## Saved data entries
========================

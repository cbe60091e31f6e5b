//! Text Dashboard
//!
//! The render path: snapshots the history store on a timer and turns the
//! window into a one-line dashboard. Fault-word labelling lives here
//! because it is purely a display concern.

use ring_buffer::{HistoryStore, Snapshot};
use std::sync::Arc;
use std::time::{Duration, Instant};
use telemetry_protocol::Channel;
use tokio::sync::watch;
use tokio::time::MissedTickBehavior;
use tracing::{debug, info, warn};

/// Fault bit labels (bit, label)
pub const FAULT_LABELS: [(u32, &str); 8] = [
    (0, "SENSOR_ERR"),
    (1, "OVERBOOST"),
    (2, "LOW_OIL"),
    (3, "HIGH_EGT"),
    (4, "LOW_FUEL_PRESS"),
    (5, "LOW_U12V"),
    (6, "LOW_U5V"),
    (7, "MAP_IMPLAUS"),
];

/// Labels of the bits set in a fault word
pub fn fault_labels(word: i64) -> Vec<&'static str> {
    FAULT_LABELS
        .iter()
        .filter(|(bit, _)| word & (1 << bit) != 0)
        .map(|(_, label)| *label)
        .collect()
}

/// Fault overlay text, empty when no fault is active
pub fn fault_text(word: i64) -> String {
    if word == 0 {
        return String::new();
    }
    format!("FAULT {}: {}", word, fault_labels(word).join(", "))
}

/// One-line summary of the newest frame and the window
pub fn summarize(snapshot: &Snapshot) -> Option<String> {
    let latest = snapshot.latest()?;
    let (rpm_lo, rpm_hi) = snapshot.range(Channel::EngineRpm)?;

    let mut line = format!(
        "#{} rpm {} [{}-{}] | {} km/h gear {} torque {} | coolant {} iat {} egt {}/{} C | \
         oil {} fuel {} map {} exh {}/{} | {}/{} mV | window {}",
        latest.log_index(),
        latest.engine_rpm(),
        rpm_lo,
        rpm_hi,
        latest.vehicle_speed(),
        latest.gear(),
        latest.torque(),
        latest.oil_coolant_temperature(),
        latest.intake_air_temperature(),
        latest.egt_bank1(),
        latest.egt_bank2(),
        latest.oil_press(),
        latest.fuel_press(),
        latest.map_value(),
        latest.exhaust_press_bank1(),
        latest.exhaust_press_bank2(),
        latest.u12v(),
        latest.u5v(),
        snapshot.len(),
    );

    let faults = fault_text(latest.faultword1());
    if !faults.is_empty() {
        line.push_str(" | ");
        line.push_str(&faults);
    }
    Some(line)
}

/// Periodic snapshot consumer
pub struct Dashboard {
    history: Arc<HistoryStore>,
    /// Minimum time between dashboard lines
    line_interval: Duration,
    last_line: Option<Instant>,
    last_seen: u64,
    last_fault: i64,
    renders: u64,
}

impl Dashboard {
    pub fn new(history: Arc<HistoryStore>, line_interval: Duration) -> Self {
        Self {
            history,
            line_interval,
            last_line: None,
            last_seen: 0,
            last_fault: 0,
            renders: 0,
        }
    }

    /// Take a snapshot and render it if new frames arrived
    pub fn render(&mut self) -> Option<String> {
        let snapshot = self.history.snapshot();
        if snapshot.total_recorded() == self.last_seen {
            return None;
        }
        self.last_seen = snapshot.total_recorded();
        self.renders += 1;

        let fault = snapshot.latest().map_or(0, |f| f.faultword1());
        if fault != self.last_fault {
            if fault == 0 {
                info!("Fault cleared");
            } else {
                warn!("{}", fault_text(fault));
            }
            self.last_fault = fault;
        }

        let line = summarize(&snapshot)?;
        let due = self
            .last_line
            .map_or(true, |at| at.elapsed() >= self.line_interval);
        if due {
            info!("{}", line);
            self.last_line = Some(Instant::now());
        } else {
            debug!("{}", line);
        }
        Some(line)
    }

    /// Render the last snapshot unconditionally
    pub fn render_final(&self) -> Option<String> {
        let line = summarize(&self.history.snapshot())?;
        info!("Final: {}", line);
        Some(line)
    }

    /// Snapshots that contained new frames
    pub fn renders(&self) -> u64 {
        self.renders
    }

    /// Render every `period` until `stop` is set or its sender dropped
    pub async fn run(mut self, period: Duration, mut stop: watch::Receiver<bool>) -> Self {
        let mut ticker = tokio::time::interval(period.max(Duration::from_millis(1)));
        ticker.set_missed_tick_behavior(MissedTickBehavior::Skip);

        loop {
            tokio::select! {
                biased;
                _ = stop.wait_for(|stop| *stop) => break,
                _ = ticker.tick() => {
                    self.render();
                }
            }
        }
        self
    }
}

========================

## Problem to work on
Above are the entries; repeat their lines exactly, from the first through the one that contains "pub const FAULT_LABELS: [(u32, &str);".

## Result of the exercise
repository cbe60091e31f6e5b
//! Text Dashboard
//!
//! The render path: snapshots the history store on a timer and turns the
//! window into a one-line dashboard. Fault-word labelling lives here
//! because it is purely a display concern.

use ring_buffer::{HistoryStore, Snapshot};
use std::sync::Arc;
use std::time::{Duration, Instant};
use telemetry_protocol::Channel;
use tokio::sync::watch;
use tokio::time::MissedTickBehavior;
use tracing::{debug, info, warn};

/// Fault bit labels (bit, label)
pub const FAULT_LABELS: [(u32, &str); 8] = [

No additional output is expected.